Some suggestions were to downgrade to pandas==0.21 which not really a feasible solution!

I faced the same issue and needed to have an urgent fix for the unexpected int32 overflow. One of our recommendation model was running in production and at some point number of users base increased to more than 7 million records with around 21k items.

So, to solve the issue I chunked the dataset as mentioned @igorkf, create the pivot table using unstack and append it gradually.

import pandas as pd 
from tqdm import tqdm

chunk_size = 50000
chunks = [x for x in range(0, df.shape[0], chunk_size)]

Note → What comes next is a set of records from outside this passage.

//! Strategy catalogue shared by every game's fixer cascade
//!
//! Each strategy is a small configurable struct. Games compose them in
//! priority order (see `games`). All "one-down" checks look only at the
//! direct children of top-level directories.

use super::{Attempt, Strategy, Target};
use crate::tree::{self, DirEntry, Entry, EntryKind, ModTree, MovePolicy};

fn dir_has(dir: &DirEntry, marker: &str, sibling: Option<&str>) -> bool {
    dir.get(marker).is_some() && sibling.map_or(true, |s| dir.get(s).is_some())
}

/// Names of the top-level directories carrying `marker` (and `sibling`)
fn marked_dirs(tree: &ModTree, marker: &str, sibling: Option<&str>) -> Vec<String> {
    tree.children()
        .iter()
        .filter_map(|e| e.as_dir())
        .filter(|d| dir_has(d, marker, sibling))
        .map(|d| d.name().to_string())
        .collect()
}

fn relocated(moved: usize, target: Option<&Target>) -> Attempt {
    if moved == 0 {
        Attempt::NoOp
    } else {
        Attempt::Relocated(target.and_then(Target::pending))
    }
}

/// A marker entry at the root: everything at the root moves to `target`.
#[derive(Debug, Clone, Copy)]
pub struct MarkerAtRoot {
    pub marker: &'static str,
    pub kind: EntryKind,
    /// Root directory that must accompany the marker
    pub requires: Option<&'static str>,
    pub target: Target,
}

impl Strategy for MarkerAtRoot {
    fn name(&self) -> &'static str {
        "marker-at-root"
    }

    fn attempt(&self, tree: &mut ModTree) -> Attempt {
        if !tree.exists(self.marker, self.kind) {
            return Attempt::NoOp;
        }
        if let Some(dir) = self.requires {
            if !tree.exists(dir, EntryKind::Directory) {
                return Attempt::NoOp;
            }
        }
        let moved = tree.relocate_all(&self.target.path(), MovePolicy::Merge);
        relocated(moved, Some(&self.target))
    }
}

/// The marker sits inside exactly one top-level directory: that directory
/// moves under `dest`, keeping its name.
#[derive(Debug, Clone, Copy)]
pub struct MarkerOneDown {
    pub marker: &'static str,
    pub sibling: Option<&'static str>,
    pub dest: &'static str,
}

impl Strategy for MarkerOneDown {
    fn name(&self) -> &'static str {
        "marker-one-down"
    }

    fn attempt(&self, tree: &mut ModTree) -> Attempt {
        let marked = marked_dirs(tree, self.marker, self.sibling);
        let [dir] = marked.as_slice() else {
            if marked.len() > 1 {
                tracing::debug!("{} found in {} folders, ambiguous", self.marker, marked.len());
            }
            return Attempt::NoOp;
        };
        relocated(tree.move_entry(dir, self.dest, MovePolicy::Merge) as usize, None)
    }
}

/// A double-wrapped archive (`Outer/Inner/<marker>`): the inner folder
/// replaces its wrapper, then moves under `dest` as in [`MarkerOneDown`].
#[derive(Debug, Clone, Copy)]
pub struct MarkerTwoDown {
    pub marker: &'static str,
    pub sibling: Option<&'static str>,
    pub dest: &'static str,
}

impl Strategy for MarkerTwoDown {
    fn name(&self) -> &'static str {
        "marker-two-down"
    }

    fn attempt(&self, tree: &mut ModTree) -> Attempt {
        if tree.len() != 1 {
            return Attempt::NoOp;
        }
        let Some(outer) = tree.child(0).and_then(|e| e.as_dir()) else {
            return Attempt::NoOp;
        };
        if outer.len() != 1 {
            return Attempt::NoOp;
        }
        let Some(inner) = outer.child(0).and_then(|e| e.as_dir()) else {
            return Attempt::NoOp;
        };
        if !dir_has(inner, self.marker, self.sibling) {
            return Attempt::NoOp;
        }

        let outer_name = outer.name().to_string();
        let inner_path = tree::join(&outer_name, inner.name());
        let Some(mut inner) = tree.take(&inner_path) else {
            return Attempt::NoOp;
        };
        tree.remove(&outer_name);
        inner.set_name(outer_name);
        if let Err(inner) = tree.insert(self.dest, inner, MovePolicy::Merge) {
            tree.adopt(inner, MovePolicy::Merge);
        }
        Attempt::Relocated(None)
    }
}

/// Root files routed into per-extension directories
#[derive(Debug, Clone, Copy)]
pub struct TypeScatter {
    /// `(extension, destination directory)`
    pub routes: &'static [(&'static str, &'static str)],
}

impl Strategy for TypeScatter {
    fn name(&self) -> &'static str {
        "type-scatter"
    }

    fn attempt(&self, tree: &mut ModTree) -> Attempt {
        let moves: Vec<(String, &'static str)> = tree
            .children()
            .iter()
            .filter(|e| e.is_file())
            .filter_map(|e| {
                self.routes
                    .iter()
                    .find(|(ext, _)| e.has_suffix(ext))
                    .map(|(_, dest)| (e.name().to_string(), *dest))
            })
            .collect();

        let moved = moves
            .iter()
            .filter(|(name, dest)| tree.move_entry(name, dest, MovePolicy::Merge))
            .count();
        relocated(moved, None)
    }
}

/// A lone top-level directory is the whole payload and moves under `dest`.
#[derive(Debug, Clone, Copy)]
pub struct SingleEntry {
    pub dest: &'static str,
}

impl Strategy for SingleEntry {
    fn name(&self) -> &'static str {
        "single-entry"
    }

    fn attempt(&self, tree: &mut ModTree) -> Attempt {
        if tree.len() != 1 {
            return Attempt::NoOp;
        }
        let Some(dir) = tree.child(0).and_then(|e| e.as_dir()) else {
            return Attempt::NoOp;
        };
        let name = dir.name().to_string();
        relocated(tree.move_entry(&name, self.dest, MovePolicy::Merge) as usize, None)
    }
}

/// Unconditional: every root entry moves to `target`.
#[derive(Debug, Clone, Copy)]
pub struct AllInto {
    pub target: Target,
}

impl Strategy for AllInto {
    fn name(&self) -> &'static str {
        "all-into"
    }

    fn attempt(&self, tree: &mut ModTree) -> Attempt {
        let moved = tree.relocate_all(&self.target.path(), MovePolicy::Merge);
        relocated(moved, Some(&self.target))
    }
}

/// A lone wrapper directory is dissolved and its contents move to `target`.
#[derive(Debug, Clone, Copy)]
pub struct UnwrapSingle {
    pub target: Target,
}

impl Strategy for UnwrapSingle {
    fn name(&self) -> &'static str {
        "unwrap-single"
    }

    fn attempt(&self, tree: &mut ModTree) -> Attempt {
        if tree.len() != 1 {
            return Attempt::NoOp;
        }
        let name = match tree.child(0) {
            Some(Entry::Dir(wrapper)) if !wrapper.is_empty() => wrapper.name().to_string(),
            _ => return Attempt::NoOp,
        };
        let Some(Entry::Dir(mut wrapper)) = tree.take(&name) else {
            return Attempt::NoOp;
        };
        for child in wrapper.take_children() {
            tree.adopt(child, MovePolicy::Merge);
        }
        let moved = tree.relocate_all(&self.target.path(), MovePolicy::Merge);
        relocated(moved, Some(&self.target))
    }
}

/// Files with one extension, at the root or (optionally) one level down,
/// gathered into `dest`.
#[derive(Debug, Clone, Copy)]
pub struct CollectByExtension {
    pub ext: &'static str,
    pub dest: &'static str,
    pub one_down: bool,
}

impl Strategy for CollectByExtension {
    fn name(&self) -> &'static str {
        "collect-by-extension"
    }

    fn attempt(&self, tree: &mut ModTree) -> Attempt {
        let dest_is_root = tree::components(self.dest).is_empty();
        let mut paths = Vec::new();
        for entry in tree.children() {
            match entry {
                Entry::File(f) if f.has_suffix(self.ext) && !dest_is_root => {
                    paths.push(f.name().to_string());
                }
                Entry::Dir(d) if self.one_down => {
                    paths.extend(
                        d.children()
                            .iter()
                            .filter(|e| e.has_suffix(self.ext))
                            .map(|e| tree::join(d.name(), e.name())),
                    );
                }
                _ => {}
            }
        }

        let moved = paths
            .iter()
            .filter(|path| tree.move_entry(path, self.dest, MovePolicy::Merge))
            .count();
        relocated(moved, None)
    }
}

/// Wrapper folders around recognized content folders: when any top-level
/// directory holds one of `known`, the children of every top-level directory
/// are lifted to the root.
#[derive(Debug, Clone, Copy)]
pub struct HoistChildren {
    pub known: &'static [&'static str],
}

impl Strategy for HoistChildren {
    fn name(&self) -> &'static str {
        "hoist-children"
    }

    fn attempt(&self, tree: &mut ModTree) -> Attempt {
        let wrappers: Vec<String> = tree
            .children()
            .iter()
            .filter_map(|e| e.as_dir())
            .map(|d| d.name().to_string())
            .collect();
        let applies = wrappers.iter().any(|name| {
            tree.find_dir(name)
                .is_some_and(|d| self.known.iter().any(|k| d.get(k).is_some()))
        });
        if !applies {
            return Attempt::NoOp;
        }

        let mut moved = 0;
        for name in &wrappers {
            let Some(dir) = tree.find_dir_mut(name) else {
                continue;
            };
            let children = dir.take_children();
            moved += children.len();
            for child in children {
                tree.adopt(child, MovePolicy::Merge);
            }
        }
        relocated(moved, None)
    }
}
//! Configuration management for modshape
//!
//! Uses XDG-compliant paths:
//! - Config: ~/.config/modshape/config.toml
//! - Data: ~/.local/share/modshape/

mod paths;

pub use paths::{log_dir, Paths};

use crate::games::{GameDetector, GameType};
use crate::host::GameDirs;
use anyhow::{bail, Context, Result};
use serde::{Deserialize, Serialize};
use std::fs;
use std::path::PathBuf;

/// Main configuration structure
#[derive(Debug, Clone, Default, Serialize, Deserialize)]
#[serde(default)]
pub struct Config {
    /// Override for the installed mods root directory
    pub mods_dir_override: Option<String>,

    /// Known game installations, by game id
    pub games: Vec<GameInstallConfig>,

    /// Paths configuration
    #[serde(skip)]
    pub paths: Paths,
}

/// User-specified game install entry
#[derive(Debug, Clone, Default, PartialEq, Eq, Serialize, Deserialize)]
#[serde(default)]
pub struct GameInstallConfig {
    /// Game ID (e.g., "titanfall-2", "payday-2")
    pub game_id: String,
    /// Install path containing the game binary
    pub game_dir: String,
    /// Profile directory, defaults to one per game under the data directory
    pub profile_dir: Option<String>,
}

impl Config {
    /// Load configuration from disk or create default
    pub fn load() -> Result<Self> {
        Self::load_from(Paths::new())
    }

    /// Load configuration rooted at `paths`
    pub fn load_from(paths: Paths) -> Result<Self> {
        let config_path = paths.config_file();

        let mut config = if config_path.exists() {
            let content =
                fs::read_to_string(&config_path).context("Failed to read config file")?;
            toml::from_str(&content).context("Failed to parse config file")?
        } else {
            Config {
                paths: paths.clone(),
                ..Config::default()
            }
        };

        config.paths = paths;
        Ok(config)
    }

    /// Save configuration to disk
    pub fn save(&self) -> Result<()> {
        let config_path = self.paths.config_file();

        // Ensure config directory exists
        if let Some(parent) = config_path.parent() {
            fs::create_dir_all(parent).context("Failed to create config directory")?;
        }

        let content = toml::to_string_pretty(self).context("Failed to serialize config")?;
        fs::write(&config_path, content).context("Failed to write config file")?;

        Ok(())
    }

    /// Resolve configured mods root (override or default XDG path) for a game
    pub fn mods_dir(&self, game: GameType) -> PathBuf {
        self.mods_dir_override
            .as_deref()
            .map(|root| PathBuf::from(root).join(game.id()))
            .unwrap_or_else(|| self.paths.game_mods_dir(game.id()))
    }

    /// The configured entry for `game`, if any
    pub fn game(&self, game: GameType) -> Option<&GameInstallConfig> {
        self.games
            .iter()
            .find(|entry| GameType::from_id(&entry.game_id) == Some(game))
    }

    /// Record where `game` is installed, replacing any earlier entry.
    pub fn set_game(&mut self, game: GameType, game_dir: &str, profile_dir: Option<&str>) -> Result<()> {
        let game_dir = game_dir.trim();
        if game_dir.is_empty() {
            bail!("Game directory cannot be empty");
        }

        self.games
            .retain(|entry| GameType::from_id(&entry.game_id) != Some(game));
        self.games.push(GameInstallConfig {
            game_id: game.id().to_string(),
            game_dir: game_dir.to_string(),
            profile_dir: profile_dir.map(str::to_string),
        });
        Ok(())
    }

    /// Resolve every directory a game plugin needs. Unconfigured games are
    /// looked up in the Steam libraries.
    pub fn game_dirs(&self, game: GameType) -> Result<GameDirs> {
        let entry = self.game(game);

        let game_dir = match entry {
            Some(entry) => PathBuf::from(&entry.game_dir),
            None => match GameDetector::detect(game) {
                Some(dir) => {
                    tracing::debug!("Detected {} at {}", game, dir.display());
                    dir
                }
                None => bail!(
                    "{} is not configured and was not found in any Steam library",
                    game
                ),
            },
        };

        let profile_dir = entry
            .and_then(|entry| entry.profile_dir.as_deref())
            .map(PathBuf::from)
            .unwrap_or_else(|| self.paths.game_profile_dir(game.id()));

        Ok(GameDirs {
            data_dir: game.def().data_path.resolve(&game_dir),
            game_dir,
            profile_dir,
            mods_dir: self.mods_dir(game),
        })
    }
}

for i in range(0, len(chunks) - 1):
    print(chunks[i], chunks[i + 1] - 1)
0 49999
50000 99999
100000 149999
150000 199999
200000 249990
.........................



pivot_df = pd.DataFrame()

for i in tqdm(range(0, len(chunks) - 1)):
    chunk_df = df.iloc[ chunks[i]:chunks[i + 1] - 1]
    interactions = (chunk_df.groupby([user_col, item_col])[rating_col]
      .sum()
      .unstack()
      .reset_index()
      .fillna(0)
      .set_index(user_col)
    )
    print (interactions.shape)
    pivot_df = pivot_df.append(interactions, sort=False) 

And then I have to make a sparse matrix as input to lightFM recommendation model (run matrix-factorization algorithm). You can use it for any use case where unstacking is required. Using the following code, converted to sparse matrix-

from scipy import sparse
import numpy as np
sparse_matrix = sparse.csr_matrix(df_new.to_numpy())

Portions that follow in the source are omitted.